Quando se diz que esse acontecer que pertence ao kairos não se inscreve na história humana, diz-se algo de muito parcial, diz-se que ele não pertence ao normal decurso dos acontecimentos sociais. Esse acontecer, todavia, acaba por se tornar inaugural dessa mesma história, pois desenha – e a história do Ocidente é a sua comprovação – um antes e um depois, ao qual toda uma civilização acabará por reportar os acontecimentos históricos.

Retorne-se à questão – que parece absolutamente decisiva – sobre a identidade daquele homem a quem os discípulos levaram o recado do mestre. A palavra grega presente no texto é δεῖνα. Ora este termo é usado quando não se especifica quem é a pessoa de quem se fala. Podemos dizer que é um espaço vazio à espera de ser preenchido por alguém com uma dada biografia. Reformule-se a questão: a quem levaram, na cidade, os discípulos  o recado do mestre, a quem foi apresentada a senha? Esse espaço biográfico vazio parece estar vago para ser preenchido com o nome de cada um de nós.
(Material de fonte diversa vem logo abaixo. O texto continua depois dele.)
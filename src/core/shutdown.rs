//! # OS termination signals as an external stop signal.
//!
//! A controller process normally stops its supervisor when the orchestrator
//! asks it to. [`signal_token`] turns that request into the
//! [`CancellationToken`] passed to [`Supervisor::start`](crate::Supervisor::start):
//!
//! ```text
//! SIGTERM / SIGINT / SIGQUIT / Ctrl-C ──► wait_for_shutdown_signal() ──► token.cancel()
//!                                                                          │
//!                                             every loop's stop token ◄────┘
//! ```
//!
//! On non-unix targets only Ctrl-C is observed.

use tokio_util::sync::CancellationToken;
use tracing::{info, warn};

/// Resolves on the first SIGINT, SIGTERM, SIGQUIT or Ctrl-C.
///
/// Fails only if a signal handler cannot be installed.
#[cfg(unix)]
pub async fn wait_for_shutdown_signal() -> std::io::Result<()> {
    use tokio::signal::unix::{SignalKind, signal};

    let mut interrupt = signal(SignalKind::interrupt())?;
    let mut terminate = signal(SignalKind::terminate())?;
    let mut quit = signal(SignalKind::quit())?;

    let name = tokio::select! {
        _ = interrupt.recv() => "SIGINT",
        _ = terminate.recv() => "SIGTERM",
        _ = quit.recv() => "SIGQUIT",
        res = tokio::signal::ctrl_c() => {
            res?;
            "ctrl-c"
        }
    };
    info!(signal = name, "termination signal received");
    Ok(())
}

/// Resolves on Ctrl-C.
#[cfg(not(unix))]
pub async fn wait_for_shutdown_signal() -> std::io::Result<()> {
    tokio::signal::ctrl_c().await?;
    info!(signal = "ctrl-c", "termination signal received");
    Ok(())
}

/// Returns a token cancelled on the first termination signal.
///
/// If handlers cannot be installed the token is cancelled right away, so a
/// caller never runs loops nothing can stop. Must be called inside a tokio runtime.
pub fn signal_token() -> CancellationToken {
    let token = CancellationToken::new();
    let trigger = token.clone();
    tokio::spawn(async move {
        if let Err(e) = wait_for_shutdown_signal().await {
            warn!(error = %e, "cannot install signal handlers; stopping");
        }
        trigger.cancel();
    });
    token
}
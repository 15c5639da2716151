//! Error types for rope and swing setup.
//!
//! Runtime anomalies inside a tick never surface here; they degrade to safe
//! defaults. Only configuration and initialization can fail.

use thiserror::Error;

/// Errors raised while configuring ropes or building a swing controller.
#[derive(Debug, Error)]
pub enum SwingError {
    /// A chain needs at least two points.
    #[error("invalid rope resolution {0}: a chain needs at least 2 points")]
    InvalidResolution(usize),

    /// Both chain anchors coincide, so the chain has no direction.
    #[error("degenerate chain: anchors coincide at ({x}, {y}, {z})")]
    DegenerateChain {
        /// Shared anchor x.
        x: f32,
        /// Shared anchor y.
        y: f32,
        /// Shared anchor z.
        z: f32,
    },

    /// A tunable is out of range.
    #[error("invalid settings: {0}")]
    InvalidSettings(String),

    /// A required collaborator was not supplied to the builder.
    #[error("missing collaborator: {0}")]
    MissingCollaborator(&'static str),

    /// Settings file could not be read or written.
    #[error("settings io: {0}")]
    Io(#[from] std::io::Error),

    /// Settings file is not valid JSON for `SwingSettings`.
    #[error("settings json: {0}")]
    Json(#[from] serde_json::Error),
}

impl SwingError {
    /// Creates a degenerate chain error at the given point.
    #[must_use]
    pub fn degenerate(at: glam::Vec3) -> Self {
        Self::DegenerateChain {
            x: at.x,
            y: at.y,
            z: at.z,
        }
    }

    /// Creates an invalid settings error.
    #[must_use]
    pub fn settings(msg: impl Into<String>) -> Self {
        Self::InvalidSettings(msg.into())
    }
}

/// Result alias used across the crate.
pub type Result<T> = std::result::Result<T, SwingError>;
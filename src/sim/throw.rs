//! Hook throw animation
//!
//! Flies the far end of a rope chain along a parabola from the hand to the
//! anchor over a fixed wall-clock duration, paying out rope as it goes.

use glam::Vec3;

use super::rope::{RopeChain, RopeState};
use crate::consts::UP;

/// Completion slack so accumulated frame times land on the final tick
const COMPLETION_EPSILON: f32 = 1e-5;

/// Point on the throw arc at `t` in [0, 1]
///
/// `lerp(origin, destination, t) + up * apex_height * 4t(1-t)`
#[inline]
pub fn parabola(origin: Vec3, destination: Vec3, apex_height: f32, t: f32) -> Vec3 {
    let t = t.clamp(0.0, 1.0);
    origin.lerp(destination, t) + UP * apex_height * 4.0 * t * (1.0 - t)
}

/// Drives a chain's end anchor through a throw
#[derive(Debug, Clone, Default)]
pub struct ThrowAnimator {
    origin: Vec3,
    destination: Vec3,
    apex_height: f32,
    duration: f32,
    elapsed: f32,
    final_length: f32,
    in_flight: bool,
}

impl ThrowAnimator {
    pub fn new() -> Self {
        Self::default()
    }

    /// Begin a throw; the chain is marked `Throwing` until the hook lands
    pub fn start_throw(
        &mut self,
        chain: &mut RopeChain,
        origin: Vec3,
        destination: Vec3,
        apex_height: f32,
        duration: f32,
    ) {
        self.origin = origin;
        self.destination = destination;
        self.apex_height = apex_height;
        self.duration = duration;
        self.elapsed = 0.0;
        self.final_length = origin.distance(destination);
        self.in_flight = true;

        chain.set_state(RopeState::Throwing);
        chain.set_anchors(origin, origin);
        chain.set_target_length(0.0);
        log::debug!(
            "throw started: {:.2}m over {:.2}s",
            self.final_length,
            self.duration
        );

        if duration <= 0.0 {
            log::warn!("throw with non-positive duration {}, landing immediately", duration);
            self.finish(chain);
        }
    }

    /// Advance the flight by `dt` seconds of wall-clock time
    ///
    /// Returns the hook position while in flight or on the landing tick.
    pub fn tick(&mut self, chain: &mut RopeChain, dt: f32) -> Option<Vec3> {
        if !self.in_flight {
            return None;
        }

        self.elapsed += dt;
        if self.elapsed >= self.duration - COMPLETION_EPSILON {
            self.finish(chain);
            return Some(self.destination);
        }

        let t = self.progress();
        let hook = parabola(self.origin, self.destination, self.apex_height, t);
        chain.set_end_anchor(hook);
        chain.set_target_length(self.final_length * t);
        Some(hook)
    }

    /// Abort the flight; returns false when nothing was in flight
    pub fn cancel(&mut self, chain: &mut RopeChain) -> bool {
        if !self.in_flight {
            return false;
        }
        log::debug!("throw cancelled at {:.0}%", self.progress() * 100.0);
        self.finish(chain);
        true
    }

    fn finish(&mut self, chain: &mut RopeChain) {
        self.in_flight = false;
        if chain.state() == RopeState::Throwing {
            chain.set_state(RopeState::Normal);
        }
        chain.set_end_anchor(self.destination);
        chain.set_target_length(self.final_length);
    }

    /// True once the in-flight marker is cleared, by landing or by cancellation
    pub fn has_reached_target(&self) -> bool {
        !self.in_flight
    }

    /// Flight progress in [0, 1]
    pub fn progress(&self) -> f32 {
        if self.duration <= 0.0 {
            return 1.0;
        }
        (self.elapsed / self.duration).clamp(0.0, 1.0)
    }

    /// Current hook position
    pub fn hook_position(&self) -> Vec3 {
        if self.in_flight {
            parabola(self.origin, self.destination, self.apex_height, self.progress())
        } else {
            self.destination
        }
    }

    pub fn destination(&self) -> Vec3 {
        self.destination
    }
}
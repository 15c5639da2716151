//! SDF-based collision detection
//!
//! Signed distance functions for the primitive shapes of the reference world,
//! plus gradient normals and sphere tracing for swept queries.

use glam::Vec3;

/// Signed distance to a sphere
#[inline]
pub fn sd_sphere(p: Vec3, center: Vec3, radius: f32) -> f32 {
    (p - center).length() - radius
}

/// Signed distance to an axis-aligned box
pub fn sd_box(p: Vec3, center: Vec3, half_extents: Vec3) -> f32 {
    let q = (p - center).abs() - half_extents;
    q.max(Vec3::ZERO).length() + q.max_element().min(0.0)
}

/// Closest point to `p` on segment `a`-`b`
pub fn closest_point_on_segment(p: Vec3, a: Vec3, b: Vec3) -> Vec3 {
    let ab = b - a;
    let len_sq = ab.length_squared();
    if len_sq < 1e-8 {
        return a; // Degenerate segment
    }
    let t = ((p - a).dot(ab) / len_sq).clamp(0.0, 1.0);
    a + ab * t
}

/// Signed distance to a capsule
#[inline]
pub fn sd_capsule(p: Vec3, a: Vec3, b: Vec3, radius: f32) -> f32 {
    (p - closest_point_on_segment(p, a, b)).length() - radius
}

/// Compute SDF gradient (surface normal) using central differences
pub fn sdf_gradient<F>(p: Vec3, sdf: F) -> Vec3
where
    F: Fn(Vec3) -> f32,
{
    let eps = 1e-3;
    let dx = sdf(p + Vec3::new(eps, 0.0, 0.0)) - sdf(p - Vec3::new(eps, 0.0, 0.0));
    let dy = sdf(p + Vec3::new(0.0, eps, 0.0)) - sdf(p - Vec3::new(0.0, eps, 0.0));
    let dz = sdf(p + Vec3::new(0.0, 0.0, eps)) - sdf(p - Vec3::new(0.0, 0.0, eps));
    Vec3::new(dx, dy, dz).normalize_or_zero()
}

/// Sphere-trace a sphere of `radius` along `direction` until it touches the surface
///
/// Returns the travelled distance and the surface normal at the touch point.
/// `direction` must be normalized.
pub fn sphere_trace<F>(
    origin: Vec3,
    direction: Vec3,
    radius: f32,
    max_distance: f32,
    max_steps: usize,
    sdf: F,
) -> Option<(f32, Vec3)>
where
    F: Fn(Vec3) -> f32,
{
    let mut t = 0.0;

    for _ in 0..max_steps {
        let p = origin + direction * t;
        let d = sdf(p);

        if d <= radius + 1e-4 {
            let normal = sdf_gradient(p, &sdf);
            return Some((t, normal));
        }

        // Step by distance to surface (sphere tracing)
        t += (d - radius).max(1e-3);

        if t > max_distance {
            break;
        }
    }

    None
}
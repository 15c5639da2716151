//! Rope and swing simulation
//!
//! Everything here is advanced explicitly with a fixed timestep:
//! - `rope`: Verlet point chains with distance constraints
//! - `throw`: parabolic hook flight
//! - `pendulum`: constrained swing integration and landing math
//! - `tick`: the swing state machine
//! - `world`, `sdf`, `collision`: reference static world and contact response

pub mod collision;
pub mod pendulum;
pub mod rope;
pub mod sdf;
pub mod state;
pub mod throw;
pub mod tick;
pub mod world;

pub use collision::{CastHit, ColliderId, Overlap, deflect_velocity, reflect_velocity};
pub use pendulum::{ClimbDirection, LandingPlan, Pendulum, PendulumParams};
pub use rope::{ChainParams, RopeChain, RopeMode, RopePoint, RopeState};
pub use state::{MotorLocks, SwingEvent, SwingPhase, SwingSession};
pub use throw::{ThrowAnimator, parabola};
pub use tick::{SwingController, SwingControllerBuilder, SwingSystem, TickInput};
pub use world::{Shape, StaticWorld};
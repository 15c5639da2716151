//! Rope Swing demo driver
//!
//! Runs a scripted aim, throw, swing and jump sequence against the headless
//! platform with a fixed-timestep accumulator, logging what happens.
//! Pass a settings JSON path as the first argument to override the tuning.
//! Set `RUST_LOG=info` (or `debug`/`trace`) to see the session.

use glam::{Vec2, Vec3};

use rope_swing::consts::{MAX_SUBSTEPS, SIM_DT};
use rope_swing::platform::{AnimationLog, CharacterMotor, GroundRegion, KinematicCharacter};
use rope_swing::renderer::{LineVertex, as_bytes, colors, rope_line_vertices};
use rope_swing::sim::{Shape, StaticWorld, SwingController, SwingPhase, SwingSystem, TickInput};
use rope_swing::{Result, SwingSettings};

type Controller = SwingController<KinematicCharacter, AnimationLog, StaticWorld>;

/// Display frame time; not a multiple of the sim step so substeps vary
const FRAME_DT: f32 = 1.0 / 45.0;
const DEMO_SECONDS: f32 = 10.0;
const WALK_SPEED: f32 = 3.0;
/// Ticks spent swinging before jumping off
const SWING_TICKS: u32 = 90;

fn main() {
    env_logger::init();
    if let Err(err) = run() {
        log::error!("demo failed: {}", err);
        std::process::exit(1);
    }
}

fn run() -> Result<()> {
    let settings = match std::env::args().nth(1) {
        Some(path) => SwingSettings::load(path)?,
        None => SwingSettings::default(),
    };
    let gravity = settings.gravity;
    let rope_width = settings.rope_radius;
    let crosshair_size = settings.crosshair_size;

    let mut controller: Controller = SwingController::builder(settings)
        .motor(demo_character())
        .animator(AnimationLog::new())
        .world(demo_world())
        .build()?;
    controller.subscribe(|event| log::info!("event: {:?}", event));

    let mut script = Script::default();
    let mut accumulator = 0.0;
    let mut elapsed = 0.0;
    let mut ticks = 0u64;

    while elapsed < DEMO_SECONDS {
        accumulator += FRAME_DT;
        elapsed += FRAME_DT;

        let mut substeps = 0;
        while accumulator >= SIM_DT && substeps < MAX_SUBSTEPS {
            let input = script.next_input(&controller);
            controller.tick(&input, SIM_DT);

            // Host locomotion runs whenever the swing is not moving the body
            if controller.phase() == SwingPhase::GroundedAnchoring {
                controller.motor_mut().velocity.z = WALK_SPEED;
            }
            if !controller.owns_motion() {
                controller.motor_mut().step(SIM_DT, gravity);
            }

            controller.drain_events();
            accumulator -= SIM_DT;
            substeps += 1;
            ticks += 1;
        }

        let hook = rope_line_vertices(controller.hook_rope(), rope_width, colors::HOOK_ROPE);
        let hold = rope_line_vertices(controller.hold_rope(), rope_width, colors::HOLD_ROPE);
        let crosshair: Vec<LineVertex> = controller
            .aim_indicator()
            .map(|p| LineVertex::new(p, crosshair_size, colors::CROSSHAIR))
            .into_iter()
            .collect();
        log::trace!(
            "frame {:.2}s: {:?}, hook rope {:.2} m, upload {} + {} + {} bytes",
            elapsed,
            controller.phase(),
            controller.hook_rope().current_length(),
            as_bytes(&hook).len(),
            as_bytes(&hold).len(),
            as_bytes(&crosshair).len()
        );
    }

    let body = controller.motor();
    log::info!(
        "demo finished after {} ticks: phase {:?}, body at {:?}, grounded {:?}",
        ticks,
        controller.phase(),
        body.position(),
        body.is_grounded()
    );
    if let Some(plan) = controller.last_landing() {
        log::info!(
            "landing hand-off: vertical {:.2}, planar {:?}, clip {:?}",
            plan.vertical,
            plan.planar,
            plan.clip
        );
    }
    log::info!(
        "animation requests: {} crossfades",
        controller.animator().crossfades.len()
    );
    Ok(())
}

/// Ledge the character starts on, a beam holding the anchor, and a lower
/// platform to land on
fn demo_world() -> StaticWorld {
    let mut world = StaticWorld::new();
    world.add_collider(Shape::Cuboid {
        center: Vec3::new(0.0, -0.5, -5.0),
        half_extents: Vec3::new(5.0, 0.5, 5.0),
    });
    world.add_collider(Shape::Capsule {
        a: Vec3::new(-4.0, 7.3, 4.0),
        b: Vec3::new(4.0, 7.3, 4.0),
        radius: 0.2,
    });
    world.add_collider(Shape::Cuboid {
        center: Vec3::new(0.0, -6.5, 16.0),
        half_extents: Vec3::new(6.0, 0.5, 6.0),
    });
    world.add_anchor(Vec3::new(0.0, 7.0, 4.0));
    world
}

fn demo_character() -> KinematicCharacter {
    KinematicCharacter::new(Vec3::new(0.0, 0.0, -2.0))
        .with_ground(GroundRegion::new(
            Vec2::new(-5.0, -10.0),
            Vec2::new(5.0, 0.0),
            0.0,
        ))
        .with_ground(GroundRegion::new(
            Vec2::new(-6.0, 10.0),
            Vec2::new(6.0, 22.0),
            -6.0,
        ))
}

/// Scripted player input keyed off the controller phase
#[derive(Debug, Default)]
struct Script {
    committed: bool,
    swing_ticks: u32,
}

impl Script {
    fn next_input(&mut self, controller: &Controller) -> TickInput {
        let mut input = TickInput {
            view_forward: Vec3::Z,
            ..Default::default()
        };
        match controller.phase() {
            SwingPhase::Idle | SwingPhase::Aiming if !self.committed => {
                input.hook_held = true;
                if controller.aim_indicator().is_some() {
                    input.commit = true;
                    self.committed = true;
                }
            }
            SwingPhase::Swinging | SwingPhase::Climbing => {
                self.swing_ticks += 1;
                // Pump forward, then let go
                input.direction_axis = Vec2::new(0.0, 1.0);
                input.jump_edge = self.swing_ticks == SWING_TICKS;
            }
            _ => {}
        }
        input
    }
}
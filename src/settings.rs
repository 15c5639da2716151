//! Swing tuning and rope quality settings
//!
//! Supplied once when a controller is built. Persisted as JSON.

use std::path::Path;

use serde::{Deserialize, Serialize};

use crate::error::{Result, SwingError};

/// Rope simulation quality levels
#[derive(Debug, Clone, Copy, PartialEq, Eq, Serialize, Deserialize, Default)]
pub enum RopeQuality {
    Low,
    Medium,
    #[default]
    High,
}

impl RopeQuality {
    pub fn as_str(&self) -> &'static str {
        match self {
            RopeQuality::Low => "Low",
            RopeQuality::Medium => "Medium",
            RopeQuality::High => "High",
        }
    }

    pub fn from_str(s: &str) -> Option<Self> {
        match s.to_lowercase().as_str() {
            "low" => Some(RopeQuality::Low),
            "medium" | "med" => Some(RopeQuality::Medium),
            "high" => Some(RopeQuality::High),
            _ => None,
        }
    }

    /// Points per simulated rope
    pub fn resolution(&self) -> usize {
        match self {
            RopeQuality::Low => 16,
            RopeQuality::Medium => 32,
            RopeQuality::High => 50,
        }
    }

    /// Distance-constraint relaxation passes per step
    pub fn constraint_iterations(&self) -> usize {
        match self {
            RopeQuality::Low => 15,
            RopeQuality::Medium => 30,
            RopeQuality::High => 50,
        }
    }
}

/// Swing tunables
///
/// Angles are in degrees, distances in metres, times in seconds.
#[derive(Debug, Clone, Serialize, Deserialize)]
#[serde(default)]
pub struct SwingSettings {
    /// Rope quality preset the resolution/iteration fields were derived from
    pub quality: RopeQuality,

    // === Rope ===
    /// Maximum rope length
    pub rope_length: f32,
    /// Points in the hook rope
    pub rope_resolution: usize,
    /// Points in the hold rope (body to hand)
    pub hold_rope_resolution: usize,
    /// Constraint relaxation passes per rope step
    pub constraint_iterations: usize,
    /// Per-step velocity loss of rope points (0-1)
    pub rope_dampening: f32,
    /// Blend toward neighbour midpoint per step (0-1)
    pub smoothing_factor: f32,
    /// Radius of the collision sphere around each rope point
    pub rope_collider_radius: f32,
    /// Rendered rope thickness
    pub rope_radius: f32,
    /// Extra length given to the hold rope
    pub hold_rope_slack: f32,
    /// Correction scale for the hold rope constraints
    pub hold_rope_stiffness: f32,

    // === Throw ===
    /// Peak height of the throw parabola above the straight path
    pub throw_height: f32,
    /// Flight time of the hook
    pub throw_duration: f32,
    /// Delay between the throw animation starting and the hook leaving the hand
    pub throw_windup: f32,
    /// Minimum anchor distance
    pub min_distance: f32,
    /// Reach is `rope_length - reach_margin`
    pub reach_margin: f32,
    /// Aim indicator pull-back toward the viewer
    pub crosshair_size: f32,
    /// Turn rate toward the anchor; times 50 gives degrees per second
    pub rotate_speed: f32,

    // === Swing ===
    /// Steering acceleration, also the initial swing speed
    pub swing_force: f32,
    /// Turn rate toward the view direction while swinging (degrees/s)
    pub swing_rotation_speed: f32,
    /// Rope climb rate (m/s at full input)
    pub climb_speed: f32,
    /// Forward momentum multiplier on release
    pub forward_land_force_multiplier: f32,
    /// Upward momentum multiplier on release
    pub upward_land_force_multiplier: f32,
    /// Extra velocity damping rate while swinging
    pub damping: f32,
    /// Vertical gravity while swinging (negative is down)
    pub gravity: f32,
    /// Speed kept after hitting an obstacle (0-1)
    pub collision_friction: f32,
    /// Steering stops adding energy past this angle from vertical
    pub max_swing_angle_deg: f32,
    /// Climbing may start below this angle from vertical
    pub climb_angle_threshold_deg: f32,
    /// Horizontal speed below which steering is always allowed
    pub steer_speed_threshold: f32,
    /// How far the rope must lengthen past the last grounded length before swinging
    pub grounded_swing_margin: f32,
    /// Extra length added to the measured rope length when the swing starts
    pub swing_length_slack: f32,
    /// Required room above `min_distance` to start climbing up
    pub climb_up_headroom: f32,
    /// Required room below `rope_length` to start climbing down
    pub climb_down_headroom: f32,

    // === Timing ===
    /// Throws stay disabled this long after a retract
    pub retract_cooldown: f32,
    /// Landing animation window before returning to idle
    pub landing_window: f32,
    /// Animation crossfade duration
    pub crossfade_time: f32,
}

impl Default for SwingSettings {
    fn default() -> Self {
        let quality = RopeQuality::default();
        Self {
            quality,

            // Rope
            rope_length: 10.0,
            rope_resolution: quality.resolution(),
            hold_rope_resolution: quality.resolution(),
            constraint_iterations: quality.constraint_iterations(),
            rope_dampening: 0.5,
            smoothing_factor: 0.1,
            rope_collider_radius: 0.05,
            rope_radius: 0.025,
            hold_rope_slack: 0.1,
            hold_rope_stiffness: 0.9,

            // Throw
            throw_height: 1.0,
            throw_duration: 0.5,
            throw_windup: 0.3,
            min_distance: 2.0,
            reach_margin: 1.0,
            crosshair_size: 0.3,
            rotate_speed: 15.0,

            // Swing
            swing_force: 4.0,
            swing_rotation_speed: 100.0,
            climb_speed: 3.0,
            forward_land_force_multiplier: 1.0,
            upward_land_force_multiplier: 2.0,
            damping: 0.5,
            gravity: -20.0,
            collision_friction: 0.2,
            max_swing_angle_deg: 60.0,
            climb_angle_threshold_deg: 15.0,
            steer_speed_threshold: 0.1,
            grounded_swing_margin: 0.5,
            swing_length_slack: 0.5,
            climb_up_headroom: 1.5,
            climb_down_headroom: 0.5,

            // Timing
            retract_cooldown: 0.5,
            landing_window: 0.2,
            crossfade_time: 0.2,
        }
    }
}

impl SwingSettings {
    /// Create settings from a quality preset (applies preset defaults)
    pub fn from_preset(preset: RopeQuality) -> Self {
        let mut settings = Self::default();
        settings.apply_preset(preset);
        settings
    }

    /// Apply a quality preset (updates rope resolution and solver passes)
    pub fn apply_preset(&mut self, preset: RopeQuality) {
        self.quality = preset;
        self.rope_resolution = preset.resolution();
        self.hold_rope_resolution = preset.resolution();
        self.constraint_iterations = preset.constraint_iterations();
    }

    /// Longest anchor distance the aim scan accepts
    pub fn max_reach(&self) -> f32 {
        self.rope_length - self.reach_margin
    }

    /// Gravity as a vector
    pub fn gravity_vector(&self) -> glam::Vec3 {
        glam::Vec3::new(0.0, self.gravity, 0.0)
    }

    /// Check tunables for values the simulation cannot run with
    pub fn validate(&self) -> Result<()> {
        if self.rope_resolution < 2 {
            return Err(SwingError::InvalidResolution(self.rope_resolution));
        }
        if self.hold_rope_resolution < 2 {
            return Err(SwingError::InvalidResolution(self.hold_rope_resolution));
        }
        if !(self.min_distance > 0.0) {
            return Err(SwingError::settings("min_distance must be positive"));
        }
        if self.min_distance >= self.max_reach() {
            return Err(SwingError::settings(format!(
                "min_distance {} leaves no reach below rope_length {} - reach_margin {}",
                self.min_distance, self.rope_length, self.reach_margin
            )));
        }
        if !(self.throw_duration > 0.0) {
            return Err(SwingError::settings("throw_duration must be positive"));
        }
        if !(0.0..=1.0).contains(&self.rope_dampening) {
            return Err(SwingError::settings("rope_dampening must be within 0..=1"));
        }
        if !(0.0..=1.0).contains(&self.smoothing_factor) {
            return Err(SwingError::settings("smoothing_factor must be within 0..=1"));
        }
        if !(self.max_swing_angle_deg > 0.0 && self.max_swing_angle_deg < 180.0) {
            return Err(SwingError::settings("max_swing_angle_deg must be within (0, 180)"));
        }
        Ok(())
    }

    /// Parse settings from JSON, filling missing fields with defaults
    pub fn from_json(json: &str) -> Result<Self> {
        let settings: Self = serde_json::from_str(json)?;
        settings.validate()?;
        Ok(settings)
    }

    /// Serialize settings to pretty JSON
    pub fn to_json(&self) -> Result<String> {
        Ok(serde_json::to_string_pretty(self)?)
    }

    /// Load settings from a JSON file
    pub fn load(path: impl AsRef<Path>) -> Result<Self> {
        let path = path.as_ref();
        let json = std::fs::read_to_string(path)?;
        let settings = Self::from_json(&json)?;
        log::info!("Loaded swing settings from {}", path.display());
        Ok(settings)
    }

    /// Save settings to a JSON file
    pub fn save(&self, path: impl AsRef<Path>) -> Result<()> {
        let path = path.as_ref();
        std::fs::write(path, self.to_json()?)?;
        log::info!("Swing settings saved to {}", path.display());
        Ok(())
    }
}

#[cfg(test)]
mod tests {
    use super::*;

    #[test]
    fn test_defaults_validate() {
        let settings = SwingSettings::default();
        assert!(settings.validate().is_ok());
        assert_eq!(settings.rope_resolution, 50);
        assert!((settings.max_reach() - 9.0).abs() < 0.0001);
    }

    #[test]
    fn test_preset_applies_resolution() {
        let settings = SwingSettings::from_preset(RopeQuality::Low);
        assert_eq!(settings.quality, RopeQuality::Low);
        assert_eq!(settings.rope_resolution, 16);
        assert_eq!(settings.constraint_iterations, 15);
        assert_eq!(RopeQuality::from_str("MED"), Some(RopeQuality::Medium));
        assert_eq!(RopeQuality::from_str("ultra"), None);
    }

    #[test]
    fn test_validate_rejects_bad_values() {
        let mut settings = SwingSettings::default();
        settings.rope_resolution = 1;
        assert!(matches!(
            settings.validate(),
            Err(SwingError::InvalidResolution(1))
        ));

        let mut settings = SwingSettings::default();
        settings.min_distance = 9.5;
        assert!(matches!(
            settings.validate(),
            Err(SwingError::InvalidSettings(_))
        ));
    }

    #[test]
    fn test_json_partial_fills_defaults() {
        let settings = SwingSettings::from_json(r#"{ "rope_length": 14.0, "quality": "Medium" }"#)
            .expect("valid json");
        assert_eq!(settings.rope_length, 14.0);
        assert_eq!(settings.quality, RopeQuality::Medium);
        assert_eq!(settings.swing_force, 4.0);

        let round = SwingSettings::from_json(&settings.to_json().expect("serialize"))
            .expect("reparse");
        assert_eq!(round.rope_length, 14.0);
    }

    #[test]
    fn test_json_rejects_garbage() {
        assert!(matches!(
            SwingSettings::from_json("{ not json"),
            Err(SwingError::Json(_))
        ));
    }

    #[test]
    fn test_save_and_load_file() {
        let path = std::env::temp_dir().join(format!("rope_swing_settings_{}.json", std::process::id()));
        let mut settings = SwingSettings::default();
        settings.climb_speed = 5.5;
        settings.save(&path).expect("save");
        let loaded = SwingSettings::load(&path).expect("load");
        assert_eq!(loaded.climb_speed, 5.5);
        let _ = std::fs::remove_file(&path);
    }
}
Para além da misteriosa figura histórica do dono da casa onde a Páscoa será comida, é a cada homem que o Mestre anuncia – e a anuncia a cada instante – que a Sua hora se aproxima. A cada momento é apresentada a senha – a minha hora aproxima-se – a cada homem. Esta senha solicita uma determinada resposta: abrir-lhe a casa (essa metáfora do nosso próprio ser) para que o mistério seja consumado no mais fundo e no mais secreto de cada um. Podemos negar, fugir, até trair, mas a hora que se aproxima é também a nossa hora.